Living wage is also an ethical commitment.

There’s no such thing as an amoral market economy. That’s total fallacy. It’s human beings, making decisions. So if we say work should be the pathway out of poverty, then we need to put our values to work, actually. And we can’t just act as if market forces will just find solutions that are in line with our values. They may. But we might find there are a lot of people working and still going to the food bank and showing up at shelters, and that, frankly, is immoral. So we need to have a conversation about what decent work looks like.

JB: I keep reading about “precarious” work in our economy: fewer permanent jobs with benefits, more contracts, unpaid internships, and part-time work that really makes it hard to get by on. Isn’t it a risk to advocate for higher wages in this climate? Can employers really afford this? Won’t they close up shop and move their operations overseas to some place there are no labor regulations?

GdM: Yeah, I hear this argued sometimes, but again, I think it’s a bit of a fallacy.
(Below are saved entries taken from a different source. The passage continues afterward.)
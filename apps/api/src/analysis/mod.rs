// Resume analysis engine.
// Implements: normalization, skill extraction, gap analysis, heuristic scoring, tips.
// Everything here is a pure function over its inputs; I/O lives in `document`,
// `vocabulary::SkillDataset::load` and the handlers.

pub mod extractor;
pub mod gap;
pub mod handlers;
pub mod models;
pub mod normalizer;
pub mod scoring;
pub mod tips;
pub mod vocabulary;

use tracing::debug;

use crate::analysis::extractor::extract_skills;
use crate::analysis::gap::analyze_gap;
use crate::analysis::models::{AnalysisReport, ScoreBreakdown};
use crate::analysis::normalizer::normalize;
use crate::analysis::scoring::{score_ats, score_content, score_skills, score_structure, score_tone};
use crate::analysis::tips::{improvement_tips, overall_score};
use crate::analysis::vocabulary::{AliasMap, SkillVocabulary};

/// Runs the full pipeline for one resume against one role's target skills.
///
/// Skill detection sees the normalized text; every heuristic scorer sees `raw_text`.
pub fn analyze(
    raw_text: &str,
    job_role: &str,
    target_skills: &[String],
    vocabulary: &SkillVocabulary,
    aliases: &AliasMap,
) -> AnalysisReport {
    let normalized = normalize(raw_text);
    let extracted = extract_skills(&normalized, vocabulary, aliases);
    let gap = analyze_gap(extracted.as_slice(), target_skills);

    debug!(
        extracted = extracted.len(),
        matched = gap.matched_skills.len(),
        missing = gap.missing_skills.len(),
        match_percentage = gap.match_percentage,
        "Skill gap computed"
    );

    let tone = score_tone(raw_text);
    let content = score_content(extracted.len(), raw_text);
    let structure = score_structure(raw_text);
    let skills = score_skills(gap.match_percentage);
    let ats_score = score_ats(gap.matched_skills.len(), raw_text);

    let improvement_tips = improvement_tips(&tone, &content, &structure, &gap.missing_skills);

    let scores = ScoreBreakdown {
        tone_and_style: tone,
        content,
        structure,
        skills,
    };

    AnalysisReport {
        job_role: job_role.to_string(),
        overall_score: overall_score(&scores),
        scores,
        ats_score,
        skills_analysis: gap,
        improvement_tips,
        extracted_skills: extracted,
    }
}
I mean, look at who is making a low wage in Ontario. Are cleaning services going to pack up and start cleaning offices in Beijing? Or coffee shops or hamburger joints. No, they’re going to be where the market is, they can’t leave. And you can look at many Scandinavian countries, they’’e making sure that employees in those sectors are well paid, and it’s working, economically. [JB: Full time McDonald’s employees in Denmark make about 45,000 USD a yearSeriously.]

But an important thing to keep in mind is that living wage in and of itself is not the answer. Lots of work is still precarious. There are still lots of jobs that don’t give enough hours, and employers who misclassify people as independent contractors so that they don’t qualify for minimum wage.

Another thing that living wage can do is capture the value of workers benefits, i.e. what it would cost if you had to pay for these things yourself. So this means that as more basic services are provided collectively — extended health care, for example — the living wage actually goes down. If government stepped up and made pharmacare universal or made transit less expensive, or provided refundable tax credits for low income folks, well then the living wage would go down even further.